Om goede oogsten te krijgen, moet de tuinman de plaats van maïs in de vruchtwisseling kennen. Door rekening te houden met de eigenaardigheden van het verbouwen van gewassen, kunt u de economie rationeel beheren. Zelfs op kleine percelen kun je weinig planten en genoeg krijgen.
Aanbevolen
Als zomertarwe wordt gezaaid: de beste voorgangers en plantdata

Als zomertarwe wordt gezaaid op de velden in verschillende regio's van Rusland.
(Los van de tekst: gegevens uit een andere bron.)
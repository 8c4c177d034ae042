//! Orchestration between the remote client and the local store.
//!
//! [`WeatherInteractor`] keeps no copy of any data: every read goes to the
//! store, and derived views are computed on each call.

use std::sync::Arc;

use parking_lot::Mutex;
use tokio::task::JoinHandle;

use crate::{
    client::WeatherClient,
    error::{StoreError, WeatherError},
    model::{Current, Daily, Hourly, Location, WeatherSnapshot},
    store::{CollectionChange, LocalStore, LocalStoreExt, NotificationToken},
};

/// Upper bound on the number of hourly entries returned by [`WeatherInteractor::hours`].
pub const HOURS_IN_DAY: usize = 24;

/// State a pending fetch may outlive. Fetches hold it weakly.
#[derive(Debug)]
struct Shared {
    store: Arc<dyn LocalStore>,
    location_subscription: Mutex<Option<NotificationToken>>,
}

#[derive(Debug)]
pub struct WeatherInteractor {
    shared: Arc<Shared>,
    client: Arc<dyn WeatherClient>,
}

impl WeatherInteractor {
    pub fn new(store: Arc<dyn LocalStore>, client: Arc<dyn WeatherClient>) -> Self {
        Self {
            shared: Arc::new(Shared { store, location_subscription: Mutex::new(None) }),
            client,
        }
    }

    pub fn selected_location(&self) -> Option<Location> {
        self.shared.store.get_object()
    }

    pub fn current(&self) -> Option<Current> {
        self.snapshot()?.current
    }

    /// The first [`HOURS_IN_DAY`] hourly entries, in stored order.
    pub fn hours(&self) -> Vec<Hourly> {
        let Some(snapshot) = self.snapshot() else {
            return Vec::new();
        };

        let mut hours = snapshot.hourly;
        hours.truncate(HOURS_IN_DAY);
        hours
    }

    pub fn days(&self) -> Vec<Daily> {
        self.snapshot().map(|snapshot| snapshot.daily).unwrap_or_default()
    }

    /// Offset from UTC, in seconds, of the snapshot's location.
    pub fn timezone_offset(&self) -> Option<i32> {
        self.snapshot().map(|snapshot| snapshot.timezone_offset)
    }

    fn snapshot(&self) -> Option<WeatherSnapshot> {
        self.shared.store.get_object()
    }

    /// Fetch weather for the selected location and replace the stored snapshot.
    ///
    /// Returns immediately. `completion` later receives `Ok(true)` once the new
    /// snapshot is stored, or the fetch error; on error the stored snapshot is
    /// left as it was.
    ///
    /// Nothing happens, and `completion` is never called, when no location
    /// with coordinates is stored. In that case `None` is returned.
    ///
    /// If the interactor is dropped before the response arrives, the response
    /// is discarded and `completion` is never called.
    ///
    /// # Panics
    ///
    /// Must be called from within a Tokio runtime.
    pub fn update_weather_data<F>(&self, completion: F) -> Option<JoinHandle<()>>
    where
        F: FnOnce(Result<bool, WeatherError>) + Send + 'static,
    {
        let Some((lat, lon)) = self.selected_location().and_then(|loc| loc.coordinates()) else {
            tracing::warn!("No location with coordinates stored, skipping weather update");
            return None;
        };

        let lat = format_coordinate(lat);
        let lon = format_coordinate(lon);
        let client = Arc::clone(&self.client);
        let shared = Arc::downgrade(&self.shared);

        tracing::info!(%lat, %lon, "Updating weather data");

        Some(tokio::spawn(async move {
            let result = client.get_hourly(&lat, &lon).await;

            let Some(shared) = shared.upgrade() else {
                tracing::debug!("Interactor dropped before the response arrived, discarding it");
                return;
            };

            match result {
                Ok(snapshot) => match shared.store.add_or_update(&snapshot) {
                    Ok(()) => {
                        tracing::info!(
                            hourly = snapshot.hourly.len(),
                            daily = snapshot.daily.len(),
                            "Weather data updated"
                        );
                        completion(Ok(true));
                    }
                    Err(err) => {
                        tracing::error!(error = %err, "Failed to store weather data");
                        completion(Err(err.into()));
                    }
                },
                Err(err) => {
                    tracing::warn!(error = %err, "Weather update failed");
                    completion(Err(err));
                }
            }
        }))
    }

    /// Store `location` as the selected location, replacing any previous one.
    pub fn save(&self, location: &Location) -> Result<(), StoreError> {
        tracing::debug!(location = %location.display_name(), "Saving selected location");
        self.shared.store.add_or_update(location)
    }

    /// Deliver every later change to the selected location to `completion`.
    ///
    /// Only one subscription is kept: a new call releases the previous one
    /// before registering.
    pub fn subscribe_location_notification<F>(&self, completion: F)
    where
        F: Fn(CollectionChange) + Send + Sync + 'static,
    {
        let mut slot = self.shared.location_subscription.lock();
        if let Some(previous) = slot.take() {
            previous.invalidate();
        }
        *slot = Some(self.shared.store.observe_changes::<Location, _>(completion));
    }

    pub fn unsubscribe_location_notification(&self) {
        if let Some(token) = self.shared.location_subscription.lock().take() {
            token.invalidate();
        }
    }
}

/// Decimal text for a coordinate, always with a fractional part ("10.0", not "10").
fn format_coordinate(value: f64) -> String {
    let text = value.to_string();
    if text.contains('.') { text } else { format!("{text}.0") }
}
//! Tests for OpenWeatherClient and the interactor against a mock HTTP server.

use std::sync::Arc;

use tokio::sync::oneshot;
use weatherly_core::{
    Config, FileStore, Location, OpenWeatherClient, Units, WeatherClient, WeatherError,
    WeatherInteractor, WeatherSnapshot, store::LocalStoreExt,
};
use wiremock::matchers::{method, path, query_param};
use wiremock::{Mock, MockServer, ResponseTemplate};

fn onecall_body(hours: usize) -> serde_json::Value {
    let hourly: Vec<_> = (0..hours)
        .map(|i| {
            serde_json::json!({
                "dt": 1_658_400_000 + 3600 * i as i64,
                "temp": 15.0 + i as f64,
                "feels_like": 14.0,
                "pressure": 1013,
                "humidity": 70,
                "wind_speed": 4.2,
                "pop": 0.3,
                "weather": [{ "id": 500, "main": "Rain", "description": "light rain", "icon": "10d" }]
            })
        })
        .collect();

    serde_json::json!({
        "lat": 59.91,
        "lon": 10.75,
        "timezone": "Europe/Oslo",
        "timezone_offset": 7200,
        "current": {
            "dt": 1_658_400_000,
            "sunrise": 1_658_370_000,
            "sunset": 1_658_432_000,
            "temp": 15.2,
            "feels_like": 14.6,
            "pressure": 1013,
            "humidity": 70,
            "dew_point": 9.8,
            "uvi": 2.1,
            "clouds": 75,
            "visibility": 10000,
            "wind_speed": 4.2,
            "wind_deg": 230,
            "weather": [{ "id": 803, "main": "Clouds", "description": "broken clouds", "icon": "04d" }]
        },
        "hourly": hourly,
        "daily": [{
            "dt": 1_658_400_000,
            "sunrise": 1_658_370_000,
            "sunset": 1_658_432_000,
            "temp": { "day": 16.0, "min": 11.0, "max": 18.5, "night": 12.0, "eve": 15.0, "morn": 11.5 },
            "humidity": 68,
            "wind_speed": 5.0,
            "pop": 0.6,
            "weather": [{ "id": 500, "main": "Rain", "description": "light rain", "icon": "10d" }]
        }]
    })
}

fn client_for(server: &MockServer) -> OpenWeatherClient {
    let cfg = Config { api_key: Some("TEST_KEY".into()), base_url: server.uri(), ..Config::default() };
    OpenWeatherClient::from_config(&cfg).unwrap()
}

#[tokio::test]
async fn test_get_hourly_success() {
    let mock_server = MockServer::start().await;

    Mock::given(method("GET"))
        .and(path("/data/2.5/onecall"))
        .and(query_param("lat", "59.91"))
        .and(query_param("lon", "10.75"))
        .and(query_param("exclude", "minutely,alerts"))
        .and(query_param("units", "metric"))
        .and(query_param("appid", "TEST_KEY"))
        .respond_with(ResponseTemplate::new(200).set_body_json(onecall_body(48)))
        .expect(1)
        .mount(&mock_server)
        .await;

    let snapshot = client_for(&mock_server).get_hourly("59.91", "10.75").await.unwrap();

    assert_eq!(snapshot.timezone, "Europe/Oslo");
    assert_eq!(snapshot.hourly.len(), 48);
    assert_eq!(snapshot.daily.len(), 1);
    assert_eq!(snapshot.daily[0].temp.max, 18.5);

    let current = snapshot.current.unwrap();
    assert_eq!(current.condition().unwrap().description, "broken clouds");
    assert_eq!(current.visibility, Some(10000));
}

#[tokio::test]
async fn test_get_hourly_sends_units() {
    let mock_server = MockServer::start().await;

    Mock::given(method("GET"))
        .and(path("/data/2.5/onecall"))
        .and(query_param("units", "imperial"))
        .respond_with(ResponseTemplate::new(200).set_body_json(onecall_body(1)))
        .expect(1)
        .mount(&mock_server)
        .await;

    let client = OpenWeatherClient::new("KEY".into())
        .with_base_url(mock_server.uri())
        .with_units(Units::Imperial);

    assert!(client.get_hourly("1.0", "2.0").await.is_ok());
}

#[tokio::test]
async fn test_get_hourly_unauthorized() {
    let mock_server = MockServer::start().await;

    Mock::given(method("GET"))
        .and(path("/data/2.5/onecall"))
        .respond_with(ResponseTemplate::new(401).set_body_string(
            r#"{"cod":401, "message": "Invalid API key. Please see https://openweathermap.org/faq#error401 for more info."}"#,
        ))
        .mount(&mock_server)
        .await;

    let err = client_for(&mock_server).get_hourly("59.91", "10.75").await.unwrap_err();

    match err {
        WeatherError::Api { status, body } => {
            assert_eq!(status, 401);
            assert!(body.contains("Invalid API key"));
        }
        other => panic!("expected Api error, got {other:?}"),
    }
}

#[tokio::test]
async fn test_get_hourly_malformed_json() {
    let mock_server = MockServer::start().await;

    Mock::given(method("GET"))
        .and(path("/data/2.5/onecall"))
        .respond_with(ResponseTemplate::new(200).set_body_string("{ not json"))
        .mount(&mock_server)
        .await;

    let err = client_for(&mock_server).get_hourly("59.91", "10.75").await.unwrap_err();
    assert!(matches!(err, WeatherError::Parse(_)));
}

#[tokio::test]
async fn test_get_hourly_connection_refused() {
    let mock_server = MockServer::start().await;
    let client = client_for(&mock_server);
    drop(mock_server);

    let err = client.get_hourly("59.91", "10.75").await.unwrap_err();
    assert!(matches!(err, WeatherError::Network(_)));
}

#[tokio::test]
async fn test_update_persists_to_file_store() {
    let mock_server = MockServer::start().await;

    Mock::given(method("GET"))
        .and(path("/data/2.5/onecall"))
        .and(query_param("lat", "59.91"))
        .and(query_param("lon", "10.0"))
        .respond_with(ResponseTemplate::new(200).set_body_json(onecall_body(30)))
        .expect(1)
        .mount(&mock_server)
        .await;

    let dir = tempfile::tempdir().unwrap();
    let store_path = dir.path().join("store.json");
    let store = Arc::new(FileStore::open(&store_path).unwrap());
    let interactor = WeatherInteractor::new(store, Arc::new(client_for(&mock_server)));

    interactor.save(&Location::new("Oslo", 59.91, 10.0)).unwrap();

    let (tx, rx) = oneshot::channel();
    let handle = interactor
        .update_weather_data(move |result| {
            let _ = tx.send(result);
        })
        .unwrap();
    handle.await.unwrap();

    assert!(matches!(rx.await.unwrap(), Ok(true)));
    assert_eq!(interactor.hours().len(), 24);
    assert_eq!(interactor.days().len(), 1);

    let reopened = FileStore::open(&store_path).unwrap();
    let stored: WeatherSnapshot = reopened.get_object().unwrap();
    assert_eq!(stored.hourly.len(), 30);
    assert_eq!(reopened.get_object::<Location>().map(|l| l.name), Some("Oslo".to_string()));
}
Kenmerken van vruchtwisseling. Welke plantaardige gewassen zijn de beste voorlopers van zomertarwe.
Zaaisnelheid van gerst per 1 hectare in kg: timing en technologie van teelt, vruchtwisseling

Gerstvereisten voor groeiomstandigheden, gewasvoorlopers, zaaidata en -methoden. Normen voor het zaaien van gerst per 1 ha in kg. Hoe graan te zaaien, te verzorgen en te beschermen tegen ziekten.
Erwtenvoorlopers in vruchtwisseling: wat volgend jaar te planten

Door de voorlopers van erwten te kiezen, rekening houdend met de regels van vruchtwisseling, is het mogelijk om een overvloedige oogst te verbouwen. Bodembewerking en bodemgesteldheid zijn ook belangrijk voor de productiviteit.